Co-firing may also raise emissions of dioxins, furans, heavy metals and acidic gases, creating potential compliance risks under environmental norms, the official added. “Handling and storage challenges, including dustiness and fire hazards, further increase operational complexity,” he said.

Monitoring systems and standardisation will also need to be upgraded and established for these additional pollutants such as dioxins and furans, particularly as they are not actively monitored in coal-based thermal power plants at present. “Careful evaluation, controlled blending ratios and continuous monitoring are essential before adopting MSW-charcoal co-firing in existing coal-based units,” the official further explained.

On the policy ecosystem and supply chain, Nivit Kumar Yadav, programme director, industry unit for CSE, said: “The government created the National Biomass Mission and a full ecosystem of support and subsidies to scale and facilitate biomass supply for power plants. A similar initiative and ecosystem would be required for MSW charcoal for it to scale enough in terms of production and supply for the thermal power plants to be able to use it to meet their targets under the comprehensive policy.”

Lessons from waste-to-energy plants

MSW is also the main fuel for all waste-to-energy (WTE) plants in India. There has been long-standing debate on the merits and demerits of WTE plants, which face multiple challenges and concerns over health and environmental impacts due to emissions, proximity to cities, process inefficiency stemming from feedstock quality, and issues of overall economic feasibility.

Tribhuvan Bisht, deputy programme manager for solid waste management and circular economy at CSE, said: “The core challenge of WTE plants is India’s wet, unsegregated, low-calorific-value waste, which burns inefficiently, creates toxic emissions and requires subsidies just to stay operational.

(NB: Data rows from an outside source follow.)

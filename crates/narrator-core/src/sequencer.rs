//! Narration order for the bubbles of one page.

use crate::config::{ReadingOrderConfig, ReadingOrderMode};
use crate::model::SpeechBubble;
use std::cmp::Reverse;

#[derive(Debug, Clone, Copy, PartialEq, Eq)]
pub enum ReadingOrder {
    /// Top edge ascending; webtoons and left-to-right comics.
    TopToBottom,
    /// Rows of `row_height` pixels top-down, right edge descending within a row.
    RightToLeft { row_height: u32 },
}

impl ReadingOrder {
    pub fn from_config(config: &ReadingOrderConfig) -> Self {
        match config.mode {
            ReadingOrderMode::TopToBottom => ReadingOrder::TopToBottom,
            ReadingOrderMode::RightToLeft => ReadingOrder::RightToLeft {
                row_height: config.row_height.max(1),
            },
        }
    }

    /// Sort in place and number the bubbles `0..n`.
    pub fn apply(&self, bubbles: &mut [SpeechBubble]) {
        match *self {
            ReadingOrder::TopToBottom => {
                bubbles.sort_by_key(|b| (b.bounds.top, b.bounds.left));
            }
            ReadingOrder::RightToLeft { row_height } => {
                let row_height = row_height.max(1) as i32;
                bubbles.sort_by_key(|b| {
                    (
                        b.bounds.top.div_euclid(row_height),
                        Reverse(b.bounds.right),
                    )
                });
            }
        }
        for (idx, bubble) in bubbles.iter_mut().enumerate() {
            bubble.reading_order = idx;
        }
    }

    pub fn sequence(&self, mut bubbles: Vec<SpeechBubble>) -> Vec<SpeechBubble> {
        self.apply(&mut bubbles);
        bubbles
    }
}

#[cfg(test)]
mod tests {
    use super::*;
    use crate::geometry::Rect;
    use crate::model::{Emotion, Gender};

    fn bubble(text: &str, rect: Rect) -> SpeechBubble {
        SpeechBubble {
            text: text.to_string(),
            bounds: rect,
            confidence: 1.0,
            gender: Gender::Unknown,
            emotion: Emotion::Neutral,
            reading_order: 99,
        }
    }

    fn texts(bubbles: &[SpeechBubble]) -> Vec<&str> {
        bubbles.iter().map(|b| b.text.as_str()).collect()
    }

    #[test]
    fn top_to_bottom_orders_by_top_edge() {
        let ordered = ReadingOrder::TopToBottom.sequence(vec![
            bubble("c", Rect::from_xywh(0, 900, 10, 10)),
            bubble("a", Rect::from_xywh(500, 10, 10, 10)),
            bubble("b", Rect::from_xywh(0, 300, 10, 10)),
        ]);
        assert_eq!(texts(&ordered), vec!["a", "b", "c"]);
        let indices: Vec<usize> = ordered.iter().map(|b| b.reading_order).collect();
        assert_eq!(indices, vec![0, 1, 2]);
    }

    #[test]
    fn right_to_left_reads_rows_from_the_right() {
        let ordered = ReadingOrder::RightToLeft { row_height: 200 }.sequence(vec![
            bubble("row0-left", Rect::from_xywh(0, 50, 100, 40)),
            bubble("row1-right", Rect::from_xywh(600, 250, 100, 40)),
            bubble("row0-right", Rect::from_xywh(600, 120, 100, 40)),
            bubble("row1-left", Rect::from_xywh(0, 210, 100, 40)),
        ]);
        assert_eq!(
            texts(&ordered),
            vec!["row0-right", "row0-left", "row1-right", "row1-left"]
        );
        assert_eq!(ordered[3].reading_order, 3);
    }
}
//! Speech through a command-line synthesizer (espeak-ng compatible).
//!
//! Every utterance is one child process reading its text from stdin. `stop`
//! kills the running child; the utterance then resolves as failed, which the
//! controller ignores because it already moved on.

use narrator_core::CancellationToken;
use narrator_core::config::TtsConfig;
use narrator_core::error::TtsFailure;
use narrator_core::model::Gender;
use narrator_core::services::{SpeechEngine, Utterance, UtteranceOutcome, Voice};
use std::process::Stdio;
use std::sync::Mutex;
use tokio::io::AsyncWriteExt;
use tokio::process::Command;
use tokio::sync::oneshot;
use tracing::{debug, warn};

const BASE_PITCH: f32 = 50.0;
const BASE_WPM: f32 = 175.0;

pub struct CommandSpeech {
    program: String,
    variant_language: String,
    current: Mutex<Option<CancellationToken>>,
}

impl CommandSpeech {
    pub fn new(config: &TtsConfig) -> Self {
        let variant_language = config
            .default_voice
            .as_deref()
            .and_then(|voice| voice.split('+').next())
            .filter(|lang| !lang.is_empty())
            .unwrap_or("en")
            .to_string();
        Self {
            program: config.command.clone(),
            variant_language,
            current: Mutex::new(None),
        }
    }

    fn arguments(utterance: &Utterance) -> Vec<String> {
        let mut args = Vec::new();
        if let Some(voice) = &utterance.voice {
            args.push("-v".to_string());
            args.push(voice.clone());
        }
        let pitch = (BASE_PITCH * utterance.pitch).round().clamp(0.0, 99.0);
        let wpm = (BASE_WPM * utterance.rate).round().clamp(80.0, 450.0);
        args.push("-p".to_string());
        args.push(format!("{pitch}"));
        args.push("-s".to_string());
        args.push(format!("{wpm}"));
        args.push("--stdin".to_string());
        args
    }
}

impl SpeechEngine for CommandSpeech {
    fn speak(&self, utterance: Utterance) -> oneshot::Receiver<UtteranceOutcome> {
        let (tx, rx) = oneshot::channel();
        let token = CancellationToken::new();
        if let Some(previous) = self
            .current
            .lock()
            .unwrap_or_else(|poisoned| poisoned.into_inner())
            .replace(token.clone())
        {
            previous.cancel();
        }
        let program = self.program.clone();
        let args = Self::arguments(&utterance);
        tokio::spawn(async move {
            let outcome = match run_utterance(&program, &args, &utterance.text, &token).await {
                Ok(()) => UtteranceOutcome::Done,
                Err(failure) => UtteranceOutcome::Failed(failure),
            };
            let _ = tx.send(outcome);
        });
        rx
    }

    fn stop(&self) {
        if let Some(token) = self
            .current
            .lock()
            .unwrap_or_else(|poisoned| poisoned.into_inner())
            .take()
        {
            token.cancel();
        }
    }

    fn voices(&self) -> Vec<Voice> {
        let output = std::process::Command::new(&self.program)
            .arg("--voices")
            .output();
        let mut voices = match output {
            Ok(output) if output.status.success() => {
                parse_voice_list(&String::from_utf8_lossy(&output.stdout))
            }
            Ok(output) => {
                warn!(
                    status = %output.status,
                    "Voice listing failed; using default voice only"
                );
                Vec::new()
            }
            Err(err) => {
                warn!(program = %self.program, "Failed to list voices: {err}");
                Vec::new()
            }
        };
        // espeak ships mostly male voices; its +f/+m variants fill both pools.
        for (variant, gender) in [("f3", Gender::Female), ("m3", Gender::Male)] {
            voices.push(Voice {
                name: format!("{}+{variant}", self.variant_language),
                language: Some(self.variant_language.clone()),
                gender_hint: Some(gender),
            });
        }
        debug!(count = voices.len(), "Listed TTS voices");
        voices
    }
}

async fn run_utterance(
    program: &str,
    args: &[String],
    text: &str,
    stop: &CancellationToken,
) -> Result<(), TtsFailure> {
    let mut child = Command::new(program)
        .args(args)
        .stdin(Stdio::piped())
        .stdout(Stdio::null())
        .stderr(Stdio::null())
        .kill_on_drop(true)
        .spawn()
        .map_err(|err| TtsFailure(format!("failed to start {program}: {err}")))?;
    if let Some(mut stdin) = child.stdin.take() {
        stdin
            .write_all(text.as_bytes())
            .await
            .map_err(|err| TtsFailure(format!("failed to send text: {err}")))?;
    }
    tokio::select! {
        status = child.wait() => match status {
            Ok(status) if status.success() => Ok(()),
            Ok(status) => Err(TtsFailure(format!("{program} exited with {status}"))),
            Err(err) => Err(TtsFailure(format!("waiting for {program}: {err}"))),
        },
        _ = stop.cancelled() => {
            if let Err(err) = child.kill().await {
                debug!("Speech process already finished: {err}");
            }
            Err(TtsFailure("stopped".to_string()))
        }
    }
}

/// Parse `espeak-ng --voices` output:
/// `Pty Language Age/Gender VoiceName File Other Languages`.
fn parse_voice_list(listing: &str) -> Vec<Voice> {
    listing
        .lines()
        .skip(1)
        .filter_map(|line| {
            let mut columns = line.split_whitespace();
            let _priority = columns.next()?;
            let language = columns.next()?;
            let age_gender = columns.next()?;
            let gender_hint = match age_gender.rsplit('/').next() {
                Some("M") => Some(Gender::Male),
                Some("F") => Some(Gender::Female),
                _ => None,
            };
            Some(Voice {
                name: language.to_string(),
                language: Some(language.to_string()),
                gender_hint,
            })
        })
        .collect()
}

#[cfg(test)]
mod tests {
    use super::*;

    #[test]
    fn parses_espeak_voice_listing() {
        let listing = "Pty Language       Age/Gender VoiceName          File                 Other Languages\n \
                       5  af              --/M      Afrikaans          gmw/af\n \
                       5  en-us           --/F      English_(America)  gmw/en-US\n \
                       5  eo              --/-      Esperanto          art/eo\n";
        let voices = parse_voice_list(listing);
        assert_eq!(voices.len(), 3);
        assert_eq!(voices[0].name, "af");
        assert_eq!(voices[0].gender_hint, Some(Gender::Male));
        assert_eq!(voices[1].gender_hint, Some(Gender::Female));
        assert_eq!(voices[2].gender_hint, None);
    }

    #[test]
    fn pitch_and_rate_map_onto_espeak_ranges() {
        let args = CommandSpeech::arguments(&Utterance {
            text: "hello".to_string(),
            voice: Some("en+f3".to_string()),
            pitch: 1.2,
            rate: 10.0,
        });
        assert_eq!(
            args,
            vec!["-v", "en+f3", "-p", "60", "-s", "450", "--stdin"]
        );
    }

    #[test]
    fn variants_follow_the_default_voice_language() {
        let config = TtsConfig {
            command: "definitely-not-installed-tts".to_string(),
            default_voice: Some("de+m1".to_string()),
            ..TtsConfig::default()
        };
        let speech = CommandSpeech::new(&config);
        let names: Vec<String> = speech.voices().into_iter().map(|v| v.name).collect();
        assert_eq!(names, vec!["de+f3", "de+m3"]);
    }

    #[tokio::test]
    async fn missing_program_fails_the_utterance() {
        let config = TtsConfig {
            command: "definitely-not-installed-tts".to_string(),
            ..TtsConfig::default()
        };
        let speech = CommandSpeech::new(&config);
        let outcome = speech
            .speak(Utterance {
                text: "hi".to_string(),
                voice: None,
                pitch: 1.0,
                rate: 1.0,
            })
            .await
            .unwrap();
        assert!(matches!(outcome, UtteranceOutcome::Failed(_)));
    }
}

Using this same substandard ‘fuel’ for torrefaction to produce so-called biocoal (torrified charcoal) doesn’t solve the problem; it simply shifts it.”

Torrefaction removes moisture and increases energy density, but it does not remove contaminants; it only relocates them, Bisht pointed out. “The chlorine present in plastics and food waste is released as corrosive hydrogen chloride gas, creating acidic liquid waste and attacking plant equipment. The non-volatile heavy metals such as lead and copper from e-waste, batteries or paints don’t disappear; they become even more concentrated in the final biocoal, essentially priming it with catalysts for dioxin formation during co-firing. And because torrefaction temperatures overlap with the melting point of mixed plastics, the molten fraction causes agglomeration and fouling inside the reactor.”

The fundamental lesson remains unchanged: you cannot fix a contaminated feedstock completely merely by changing the process and technology, he reiterated. “The only real solution lies at the source with proper segregation,” Bisht said.

Although source segregation is the real solution to the MSW challenge, a large proportion of waste is still not being segregated, ending up in landfills and leading to health hazards, methane emissions and landfill fires that worsen air pollution in cities. The question is whether TPPs can play a role in addressing this challenge. If they are intended to, it becomes essential for the government and TPPs to examine the issues and challenges associated with using MSW as a fuel. The lessons from the experience of WTE plants in India will be invaluable.